Action item: Report every line of the records beneath this task that holds the string "core".
++++++++++++++++++++
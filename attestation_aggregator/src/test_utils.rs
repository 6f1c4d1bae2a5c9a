use std::collections::BTreeSet;

use bls::traits::Signature as SignatureTrait;
use itertools::Itertools as _;
use ssz::BitList;
use types::phase0::containers::{Attestation, AttestationData};

/// Stands in for a BLS signature by recording which committee seats contributed to it.
#[derive(Clone, PartialEq, Eq, Default, Debug)]
pub struct Signers(pub BTreeSet<usize>);

impl SignatureTrait for Signers {
    fn aggregate_in_place(&mut self, other: &Self) {
        self.0.extend(other.0.iter().copied());
    }
}

pub fn attestation(length: usize, indices: &[usize]) -> Attestation<Signers> {
    attestation_with_data(AttestationData::default(), length, indices)
}

pub fn attestation_with_data(
    data: AttestationData,
    length: usize,
    indices: &[usize],
) -> Attestation<Signers> {
    Attestation {
        aggregation_bits: BitList::from_indices(length, indices.iter().copied()),
        data,
        signature: Signers(indices.iter().copied().collect()),
    }
}

pub fn attestation_from_bits(aggregation_bits: BitList) -> Attestation<Signers> {
    let signers = aggregation_bits.iter_ones().collect();

    Attestation {
        aggregation_bits,
        data: AttestationData::default(),
        signature: Signers(signers),
    }
}

pub fn sorted_indices<S>(attestations: &[Attestation<S>]) -> Vec<Vec<usize>> {
    attestations
        .iter()
        .map(|attestation| attestation.aggregation_bits.iter_ones().collect_vec())
        .sorted()
        .collect()
}
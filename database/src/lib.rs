use core::ops::{Range, RangeFrom};
use std::sync::{Arc, Mutex, MutexGuard};

use anyhow::Result;
use im::OrdMap;
use snap::raw::{Decoder, Encoder};
use unwrap_none::UnwrapNone as _;

// Keys and values are shared between snapshots of the map, so they should be cheap to clone.
// This disqualifies `Vec<u8>` and `Box<[u8]>`.
type Map = OrdMap<Arc<[u8]>, Arc<[u8]>>;

/// Ordered key-value store with Snappy-compressed values.
///
/// Every mutation builds a new version of the map and swaps it in once complete,
/// so iterators keep seeing the version they were created from.
#[derive(Default)]
pub struct Database {
    map: Mutex<Map>,
}

impl Database {
    #[must_use]
    pub fn in_memory() -> Self {
        Self::default()
    }

    #[must_use]
    pub fn contains_key(&self, key: impl AsRef<[u8]>) -> bool {
        self.map().contains_key(key.as_ref())
    }

    pub fn get(&self, key: impl AsRef<[u8]>) -> Result<Option<Vec<u8>>> {
        self.map()
            .get(key.as_ref())
            .map(|compressed| decompress(compressed))
            .transpose()
    }

    pub fn put(&self, key: impl AsRef<[u8]>, value: impl AsRef<[u8]>) -> Result<()> {
        self.put_batch(core::iter::once((key, value)))
    }

    pub fn put_batch(
        &self,
        pairs: impl IntoIterator<Item = (impl AsRef<[u8]>, impl AsRef<[u8]>)>,
    ) -> Result<()> {
        let mut map = self.map();
        let mut new_map = map.clone();

        for (key, value) in pairs {
            let compressed = compress(value.as_ref())?;
            new_map.insert(key.as_ref().into(), compressed.into());
        }

        *map = new_map;

        Ok(())
    }

    pub fn delete(&self, key: impl AsRef<[u8]>) {
        self.map().remove(key.as_ref());
    }

    /// Deletes all keys in `range` and returns the number of deleted keys.
    pub fn delete_range(&self, range: Range<impl AsRef<[u8]>>) -> usize {
        let start = range.start.as_ref();
        let end = range.end.as_ref();

        let mut map = self.map();

        // `OrdMap::split` discards the key it splits on.
        // The start of the range is deleted along with it, but the end must be kept.
        let end_pair = map.get_key_value(end);
        let (below, _) = map.split(start);
        let (_, above) = map.split(end);

        let mut new_map = below.union(above);

        if let Some((key, value)) = end_pair {
            new_map
                .insert(Arc::clone(key), Arc::clone(value))
                .expect_none("end_pair should have been discarded by OrdMap::split");
        }

        let deleted = map.len() - new_map.len();

        *map = new_map;

        deleted
    }

    /// Returns pairs with keys in `range` in ascending order of keys.
    ///
    /// The iterator is not affected by mutations made after this returns.
    pub fn iterator_ascending(
        &self,
        range: RangeFrom<impl AsRef<[u8]>>,
    ) -> impl Iterator<Item = Result<(Vec<u8>, Vec<u8>)>> {
        let start = range.start.as_ref();

        let map = self.map();
        let start_pair = map.get_key_value(start);
        let (_, mut above) = map.split(start);

        if let Some((key, value)) = start_pair {
            above
                .insert(Arc::clone(key), Arc::clone(value))
                .expect_none("start_pair should have been discarded by OrdMap::split");
        }

        above
            .into_iter()
            .map(|(key, value)| Ok((key.to_vec(), decompress(&value)?)))
    }

    #[must_use]
    pub fn len(&self) -> usize {
        self.map().len()
    }

    #[must_use]
    pub fn is_empty(&self) -> bool {
        self.map().is_empty()
    }

    fn map(&self) -> MutexGuard<'_, Map> {
        self.map.lock().expect("in-memory database mutex is poisoned")
    }
}

fn compress(data: &[u8]) -> Result<Vec<u8>> {
    Encoder::new().compress_vec(data).map_err(Into::into)
}

fn decompress(data: &[u8]) -> Result<Vec<u8>> {
    Decoder::new().decompress_vec(data).map_err(Into::into)
}
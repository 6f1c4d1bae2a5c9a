use ssz::BitListError;
use thiserror::Error;

#[derive(Clone, Copy, PartialEq, Eq, Debug, Error)]
pub enum Error {
    #[error("aggregation bits have different lengths ({left} and {right} bits)")]
    DifferentLengths { left: usize, right: usize },
    #[error("aggregation bits overlap")]
    BitsOverlap,
}

impl From<BitListError> for Error {
    fn from(error: BitListError) -> Self {
        match error {
            BitListError::LengthMismatch { left, right } => Self::DifferentLengths { left, right },
        }
    }
}
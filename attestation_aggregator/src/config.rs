use derivative::Derivative;
use parse_display::{Display, FromStr};

#[derive(Clone, Copy, PartialEq, Eq, Debug, Display, FromStr)]
#[display(style = "snake_case")]
pub enum AggregationStrategy {
    Naive,
}

#[derive(Clone, Copy, Debug, Derivative)]
#[derivative(Default)]
pub struct AggregatorConfig {
    #[derivative(Default(value = "AggregationStrategy::Naive"))]
    pub strategy: AggregationStrategy,
}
++++++++++++++++++++
Expected answer:
use core::ops::{Range, RangeFrom};
        self.put_batch(core::iter::once((key, value)))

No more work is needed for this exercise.